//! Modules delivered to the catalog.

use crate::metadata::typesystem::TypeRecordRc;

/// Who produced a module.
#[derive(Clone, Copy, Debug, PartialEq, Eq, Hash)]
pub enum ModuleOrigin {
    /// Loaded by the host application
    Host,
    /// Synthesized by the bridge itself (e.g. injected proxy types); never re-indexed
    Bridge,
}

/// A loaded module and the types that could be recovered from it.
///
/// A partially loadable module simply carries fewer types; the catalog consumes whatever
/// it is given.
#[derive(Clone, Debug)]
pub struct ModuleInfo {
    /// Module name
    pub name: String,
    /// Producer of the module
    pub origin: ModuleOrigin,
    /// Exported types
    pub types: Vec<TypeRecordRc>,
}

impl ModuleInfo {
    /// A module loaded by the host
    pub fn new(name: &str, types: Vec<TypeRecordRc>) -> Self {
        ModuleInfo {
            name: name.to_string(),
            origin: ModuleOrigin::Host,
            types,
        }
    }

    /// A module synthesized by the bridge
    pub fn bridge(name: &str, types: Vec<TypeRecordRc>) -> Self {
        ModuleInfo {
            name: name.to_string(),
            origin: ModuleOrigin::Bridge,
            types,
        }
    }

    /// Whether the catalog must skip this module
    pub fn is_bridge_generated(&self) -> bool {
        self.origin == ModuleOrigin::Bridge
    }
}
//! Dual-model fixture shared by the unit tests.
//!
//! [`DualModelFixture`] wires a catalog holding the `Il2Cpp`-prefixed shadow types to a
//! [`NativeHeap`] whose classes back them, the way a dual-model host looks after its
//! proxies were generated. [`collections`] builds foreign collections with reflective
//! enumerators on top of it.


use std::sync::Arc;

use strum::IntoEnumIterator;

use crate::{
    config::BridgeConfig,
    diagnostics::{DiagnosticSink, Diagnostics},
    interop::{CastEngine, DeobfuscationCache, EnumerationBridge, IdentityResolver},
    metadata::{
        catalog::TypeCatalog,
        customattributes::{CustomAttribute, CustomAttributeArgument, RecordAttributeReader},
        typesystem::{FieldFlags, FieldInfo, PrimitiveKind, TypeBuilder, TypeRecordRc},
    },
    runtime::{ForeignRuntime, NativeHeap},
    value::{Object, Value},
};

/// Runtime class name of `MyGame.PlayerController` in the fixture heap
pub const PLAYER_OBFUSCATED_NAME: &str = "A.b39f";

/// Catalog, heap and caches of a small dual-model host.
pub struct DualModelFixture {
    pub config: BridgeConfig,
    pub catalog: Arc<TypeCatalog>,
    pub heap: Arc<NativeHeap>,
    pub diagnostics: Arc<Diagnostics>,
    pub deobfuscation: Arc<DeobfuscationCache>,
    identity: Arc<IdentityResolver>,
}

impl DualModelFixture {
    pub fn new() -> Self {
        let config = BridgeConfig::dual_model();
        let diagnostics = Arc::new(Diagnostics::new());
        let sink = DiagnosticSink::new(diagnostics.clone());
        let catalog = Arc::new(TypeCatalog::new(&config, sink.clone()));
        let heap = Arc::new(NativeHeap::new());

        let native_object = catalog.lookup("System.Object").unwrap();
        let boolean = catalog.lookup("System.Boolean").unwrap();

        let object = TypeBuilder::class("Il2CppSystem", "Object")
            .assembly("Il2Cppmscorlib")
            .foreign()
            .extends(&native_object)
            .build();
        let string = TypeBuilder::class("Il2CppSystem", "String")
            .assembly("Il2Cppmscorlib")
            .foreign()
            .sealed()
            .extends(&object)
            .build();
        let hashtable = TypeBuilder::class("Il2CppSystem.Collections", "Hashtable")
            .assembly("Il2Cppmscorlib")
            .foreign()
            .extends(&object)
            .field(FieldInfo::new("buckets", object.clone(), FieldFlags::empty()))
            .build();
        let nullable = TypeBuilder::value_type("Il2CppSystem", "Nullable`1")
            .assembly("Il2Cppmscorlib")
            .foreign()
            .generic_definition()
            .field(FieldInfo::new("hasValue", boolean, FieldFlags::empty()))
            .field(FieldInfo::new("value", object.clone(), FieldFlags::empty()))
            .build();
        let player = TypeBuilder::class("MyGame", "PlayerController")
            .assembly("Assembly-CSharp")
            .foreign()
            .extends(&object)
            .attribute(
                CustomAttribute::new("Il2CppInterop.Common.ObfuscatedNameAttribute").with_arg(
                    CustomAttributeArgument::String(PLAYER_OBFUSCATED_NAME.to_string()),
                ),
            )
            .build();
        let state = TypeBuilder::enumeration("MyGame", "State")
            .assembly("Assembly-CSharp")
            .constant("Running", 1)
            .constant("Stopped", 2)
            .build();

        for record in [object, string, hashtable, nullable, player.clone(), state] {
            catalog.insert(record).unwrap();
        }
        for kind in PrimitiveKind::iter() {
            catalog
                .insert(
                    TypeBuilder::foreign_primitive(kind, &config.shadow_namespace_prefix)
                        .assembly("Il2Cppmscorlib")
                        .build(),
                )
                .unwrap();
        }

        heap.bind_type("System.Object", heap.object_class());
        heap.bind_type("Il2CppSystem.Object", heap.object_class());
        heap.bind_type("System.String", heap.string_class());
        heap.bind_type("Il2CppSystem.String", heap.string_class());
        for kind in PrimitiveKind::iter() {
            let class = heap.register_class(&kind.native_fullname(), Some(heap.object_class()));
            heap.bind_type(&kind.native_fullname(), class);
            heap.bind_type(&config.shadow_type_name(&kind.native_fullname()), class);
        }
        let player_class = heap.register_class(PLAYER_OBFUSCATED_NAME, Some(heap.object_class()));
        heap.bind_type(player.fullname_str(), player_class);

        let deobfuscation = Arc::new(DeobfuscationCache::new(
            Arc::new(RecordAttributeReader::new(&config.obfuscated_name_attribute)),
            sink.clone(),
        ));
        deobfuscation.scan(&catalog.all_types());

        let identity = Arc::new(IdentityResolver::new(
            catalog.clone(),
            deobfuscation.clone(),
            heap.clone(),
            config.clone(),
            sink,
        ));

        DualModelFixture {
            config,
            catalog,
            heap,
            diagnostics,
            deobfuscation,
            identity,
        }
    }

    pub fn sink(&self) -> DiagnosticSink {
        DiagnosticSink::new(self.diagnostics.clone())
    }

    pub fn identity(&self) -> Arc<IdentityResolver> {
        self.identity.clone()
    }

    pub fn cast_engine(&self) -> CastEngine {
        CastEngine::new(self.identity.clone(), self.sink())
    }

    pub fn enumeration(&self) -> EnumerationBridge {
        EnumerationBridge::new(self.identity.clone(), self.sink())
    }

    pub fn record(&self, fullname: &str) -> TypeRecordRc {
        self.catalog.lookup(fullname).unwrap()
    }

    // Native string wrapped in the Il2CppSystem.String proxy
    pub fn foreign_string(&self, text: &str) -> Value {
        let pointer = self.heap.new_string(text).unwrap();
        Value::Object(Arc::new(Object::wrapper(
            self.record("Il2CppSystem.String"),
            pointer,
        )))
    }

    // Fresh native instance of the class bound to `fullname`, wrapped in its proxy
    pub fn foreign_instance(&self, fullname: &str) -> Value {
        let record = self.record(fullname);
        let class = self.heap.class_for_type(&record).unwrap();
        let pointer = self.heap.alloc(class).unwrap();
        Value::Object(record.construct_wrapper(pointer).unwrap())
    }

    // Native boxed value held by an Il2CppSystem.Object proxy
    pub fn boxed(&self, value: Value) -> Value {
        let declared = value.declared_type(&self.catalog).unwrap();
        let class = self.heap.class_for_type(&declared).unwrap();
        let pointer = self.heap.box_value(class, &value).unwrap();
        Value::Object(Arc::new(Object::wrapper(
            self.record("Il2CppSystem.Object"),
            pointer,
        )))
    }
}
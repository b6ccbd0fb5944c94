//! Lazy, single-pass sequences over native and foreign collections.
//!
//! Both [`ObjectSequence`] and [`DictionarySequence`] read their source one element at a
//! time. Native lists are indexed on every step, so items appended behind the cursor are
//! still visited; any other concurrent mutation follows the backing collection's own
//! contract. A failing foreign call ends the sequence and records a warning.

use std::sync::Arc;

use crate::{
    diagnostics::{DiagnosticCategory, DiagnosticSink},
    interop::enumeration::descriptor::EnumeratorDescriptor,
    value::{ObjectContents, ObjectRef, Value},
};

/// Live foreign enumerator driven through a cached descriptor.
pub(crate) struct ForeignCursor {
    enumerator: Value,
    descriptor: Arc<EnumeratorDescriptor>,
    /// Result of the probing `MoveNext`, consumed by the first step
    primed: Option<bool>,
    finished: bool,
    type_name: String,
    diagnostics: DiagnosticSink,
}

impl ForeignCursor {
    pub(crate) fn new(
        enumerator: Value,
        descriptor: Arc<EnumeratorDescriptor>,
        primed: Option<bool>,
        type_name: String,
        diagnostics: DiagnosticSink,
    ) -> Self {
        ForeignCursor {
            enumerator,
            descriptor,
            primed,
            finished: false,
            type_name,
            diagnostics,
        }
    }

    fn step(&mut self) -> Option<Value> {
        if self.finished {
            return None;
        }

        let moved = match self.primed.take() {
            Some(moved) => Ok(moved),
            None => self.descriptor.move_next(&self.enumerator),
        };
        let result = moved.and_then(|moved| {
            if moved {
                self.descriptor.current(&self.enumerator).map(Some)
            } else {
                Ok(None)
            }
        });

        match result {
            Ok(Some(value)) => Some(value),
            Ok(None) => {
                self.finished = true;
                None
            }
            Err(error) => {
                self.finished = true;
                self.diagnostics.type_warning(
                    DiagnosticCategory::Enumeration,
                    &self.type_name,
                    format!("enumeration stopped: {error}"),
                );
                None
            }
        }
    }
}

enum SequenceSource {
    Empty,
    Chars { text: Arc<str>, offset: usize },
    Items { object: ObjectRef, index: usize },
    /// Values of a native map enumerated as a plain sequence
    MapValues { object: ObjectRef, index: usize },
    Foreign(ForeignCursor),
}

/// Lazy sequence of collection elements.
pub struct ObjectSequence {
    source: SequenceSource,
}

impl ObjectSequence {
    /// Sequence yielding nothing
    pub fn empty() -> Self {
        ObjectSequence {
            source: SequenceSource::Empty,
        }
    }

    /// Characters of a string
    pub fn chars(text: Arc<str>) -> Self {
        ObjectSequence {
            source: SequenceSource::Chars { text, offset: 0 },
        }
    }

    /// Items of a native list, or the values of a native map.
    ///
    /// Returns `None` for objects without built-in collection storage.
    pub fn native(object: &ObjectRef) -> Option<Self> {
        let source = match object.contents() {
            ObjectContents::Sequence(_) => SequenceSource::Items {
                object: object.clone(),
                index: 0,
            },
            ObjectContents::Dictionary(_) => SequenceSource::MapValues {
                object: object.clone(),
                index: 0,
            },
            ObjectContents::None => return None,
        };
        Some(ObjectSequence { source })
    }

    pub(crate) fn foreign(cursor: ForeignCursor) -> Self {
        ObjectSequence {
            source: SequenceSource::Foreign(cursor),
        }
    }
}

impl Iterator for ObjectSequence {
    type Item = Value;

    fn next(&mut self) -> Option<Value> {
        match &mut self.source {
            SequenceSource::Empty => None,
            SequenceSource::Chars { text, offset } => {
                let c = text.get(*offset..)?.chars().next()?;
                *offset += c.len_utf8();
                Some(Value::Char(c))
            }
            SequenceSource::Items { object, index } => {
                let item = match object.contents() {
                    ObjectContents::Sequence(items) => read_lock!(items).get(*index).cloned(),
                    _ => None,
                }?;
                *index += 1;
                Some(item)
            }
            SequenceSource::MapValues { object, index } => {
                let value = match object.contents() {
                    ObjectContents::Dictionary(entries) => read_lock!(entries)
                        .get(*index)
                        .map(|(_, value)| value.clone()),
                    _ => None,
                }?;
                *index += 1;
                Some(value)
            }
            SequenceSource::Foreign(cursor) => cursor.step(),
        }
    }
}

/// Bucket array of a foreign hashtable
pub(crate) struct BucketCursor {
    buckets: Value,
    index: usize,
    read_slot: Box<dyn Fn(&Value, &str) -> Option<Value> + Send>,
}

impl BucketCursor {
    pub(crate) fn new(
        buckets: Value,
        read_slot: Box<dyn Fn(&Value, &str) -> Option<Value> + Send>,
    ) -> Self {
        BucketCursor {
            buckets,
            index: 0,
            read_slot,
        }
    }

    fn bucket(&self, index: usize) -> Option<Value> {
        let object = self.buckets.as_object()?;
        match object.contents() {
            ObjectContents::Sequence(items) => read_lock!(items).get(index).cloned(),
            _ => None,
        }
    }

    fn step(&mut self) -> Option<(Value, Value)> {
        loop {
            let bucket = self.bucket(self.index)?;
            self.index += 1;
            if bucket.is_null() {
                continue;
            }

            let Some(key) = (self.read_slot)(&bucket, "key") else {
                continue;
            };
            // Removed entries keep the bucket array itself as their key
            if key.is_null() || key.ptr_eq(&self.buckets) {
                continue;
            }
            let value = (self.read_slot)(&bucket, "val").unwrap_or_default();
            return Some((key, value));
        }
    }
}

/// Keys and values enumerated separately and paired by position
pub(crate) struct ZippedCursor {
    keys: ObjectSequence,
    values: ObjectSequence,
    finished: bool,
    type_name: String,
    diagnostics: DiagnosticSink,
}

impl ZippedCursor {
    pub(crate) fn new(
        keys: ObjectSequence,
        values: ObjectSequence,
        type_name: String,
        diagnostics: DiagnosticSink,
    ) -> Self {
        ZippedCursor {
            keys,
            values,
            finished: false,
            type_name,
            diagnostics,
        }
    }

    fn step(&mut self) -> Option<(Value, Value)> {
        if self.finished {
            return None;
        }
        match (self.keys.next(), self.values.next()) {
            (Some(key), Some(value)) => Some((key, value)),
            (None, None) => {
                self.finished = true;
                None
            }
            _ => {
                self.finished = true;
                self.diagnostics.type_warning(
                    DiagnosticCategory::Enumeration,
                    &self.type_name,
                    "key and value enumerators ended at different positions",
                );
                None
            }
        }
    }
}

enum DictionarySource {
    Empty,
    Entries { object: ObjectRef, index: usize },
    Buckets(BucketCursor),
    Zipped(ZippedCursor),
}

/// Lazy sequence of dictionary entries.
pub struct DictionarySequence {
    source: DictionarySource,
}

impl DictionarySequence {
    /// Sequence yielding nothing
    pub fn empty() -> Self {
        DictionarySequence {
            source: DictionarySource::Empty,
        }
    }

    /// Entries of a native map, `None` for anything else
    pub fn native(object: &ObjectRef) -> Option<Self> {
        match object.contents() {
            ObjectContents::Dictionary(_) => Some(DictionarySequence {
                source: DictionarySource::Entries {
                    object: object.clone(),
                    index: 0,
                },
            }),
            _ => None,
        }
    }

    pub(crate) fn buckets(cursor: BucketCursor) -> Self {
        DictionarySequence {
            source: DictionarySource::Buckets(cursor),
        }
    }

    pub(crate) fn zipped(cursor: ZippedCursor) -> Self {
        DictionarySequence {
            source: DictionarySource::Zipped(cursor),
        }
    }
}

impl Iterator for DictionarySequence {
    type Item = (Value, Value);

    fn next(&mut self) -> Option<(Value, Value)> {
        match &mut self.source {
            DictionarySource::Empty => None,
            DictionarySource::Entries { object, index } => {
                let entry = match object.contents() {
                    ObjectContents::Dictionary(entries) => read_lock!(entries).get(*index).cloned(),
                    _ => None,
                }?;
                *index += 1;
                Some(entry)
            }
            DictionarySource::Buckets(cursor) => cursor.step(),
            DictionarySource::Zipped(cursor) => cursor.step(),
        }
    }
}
...
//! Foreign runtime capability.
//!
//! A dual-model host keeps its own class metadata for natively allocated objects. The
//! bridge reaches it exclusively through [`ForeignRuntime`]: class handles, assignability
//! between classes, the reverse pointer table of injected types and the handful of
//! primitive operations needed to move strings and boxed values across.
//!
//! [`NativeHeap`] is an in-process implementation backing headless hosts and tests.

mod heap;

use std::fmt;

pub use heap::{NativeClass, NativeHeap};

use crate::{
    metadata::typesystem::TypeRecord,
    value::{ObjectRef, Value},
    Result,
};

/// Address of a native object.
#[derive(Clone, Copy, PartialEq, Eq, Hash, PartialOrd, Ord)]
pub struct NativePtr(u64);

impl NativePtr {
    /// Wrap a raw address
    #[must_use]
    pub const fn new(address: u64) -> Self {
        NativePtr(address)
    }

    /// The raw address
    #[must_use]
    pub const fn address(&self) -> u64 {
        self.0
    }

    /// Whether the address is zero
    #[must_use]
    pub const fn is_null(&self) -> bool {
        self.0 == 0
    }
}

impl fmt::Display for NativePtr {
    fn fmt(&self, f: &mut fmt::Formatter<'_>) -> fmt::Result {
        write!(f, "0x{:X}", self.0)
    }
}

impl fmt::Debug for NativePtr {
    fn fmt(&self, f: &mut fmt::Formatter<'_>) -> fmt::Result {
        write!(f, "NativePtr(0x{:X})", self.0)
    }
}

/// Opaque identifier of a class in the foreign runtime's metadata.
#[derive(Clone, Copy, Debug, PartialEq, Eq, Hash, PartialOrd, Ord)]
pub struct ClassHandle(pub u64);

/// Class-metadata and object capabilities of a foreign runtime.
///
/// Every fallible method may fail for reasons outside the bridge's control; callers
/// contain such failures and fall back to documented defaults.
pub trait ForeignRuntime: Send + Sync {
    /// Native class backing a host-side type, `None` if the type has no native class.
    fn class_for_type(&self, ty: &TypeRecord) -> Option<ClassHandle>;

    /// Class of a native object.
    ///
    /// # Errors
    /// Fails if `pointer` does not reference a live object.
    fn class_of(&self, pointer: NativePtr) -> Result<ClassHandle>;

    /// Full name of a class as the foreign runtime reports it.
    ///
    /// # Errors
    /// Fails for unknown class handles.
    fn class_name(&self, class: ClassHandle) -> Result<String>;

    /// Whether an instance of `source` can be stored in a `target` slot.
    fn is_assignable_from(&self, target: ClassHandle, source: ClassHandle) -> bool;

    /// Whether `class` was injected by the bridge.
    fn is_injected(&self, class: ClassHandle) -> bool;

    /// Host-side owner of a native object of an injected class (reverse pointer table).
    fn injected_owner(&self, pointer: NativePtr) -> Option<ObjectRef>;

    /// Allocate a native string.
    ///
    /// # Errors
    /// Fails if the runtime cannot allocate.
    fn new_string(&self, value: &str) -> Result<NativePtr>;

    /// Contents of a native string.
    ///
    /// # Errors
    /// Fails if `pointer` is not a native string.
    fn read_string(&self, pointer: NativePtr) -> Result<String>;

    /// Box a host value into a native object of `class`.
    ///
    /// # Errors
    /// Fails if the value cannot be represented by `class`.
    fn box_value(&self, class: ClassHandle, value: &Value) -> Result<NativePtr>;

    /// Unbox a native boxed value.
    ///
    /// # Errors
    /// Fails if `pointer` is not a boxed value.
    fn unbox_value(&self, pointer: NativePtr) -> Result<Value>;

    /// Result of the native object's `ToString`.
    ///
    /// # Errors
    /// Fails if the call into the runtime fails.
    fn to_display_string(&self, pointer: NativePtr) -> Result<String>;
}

Task item: Return every line of the listing above where "descriptor" appears.

Task response:
    interop::enumeration::descriptor::EnumeratorDescriptor,
/// Live foreign enumerator driven through a cached descriptor.
    descriptor: Arc<EnumeratorDescriptor>,
        descriptor: Arc<EnumeratorDescriptor>,
            descriptor,
            None => self.descriptor.move_next(&self.enumerator),
                self.descriptor.current(&self.enumerator).map(Some)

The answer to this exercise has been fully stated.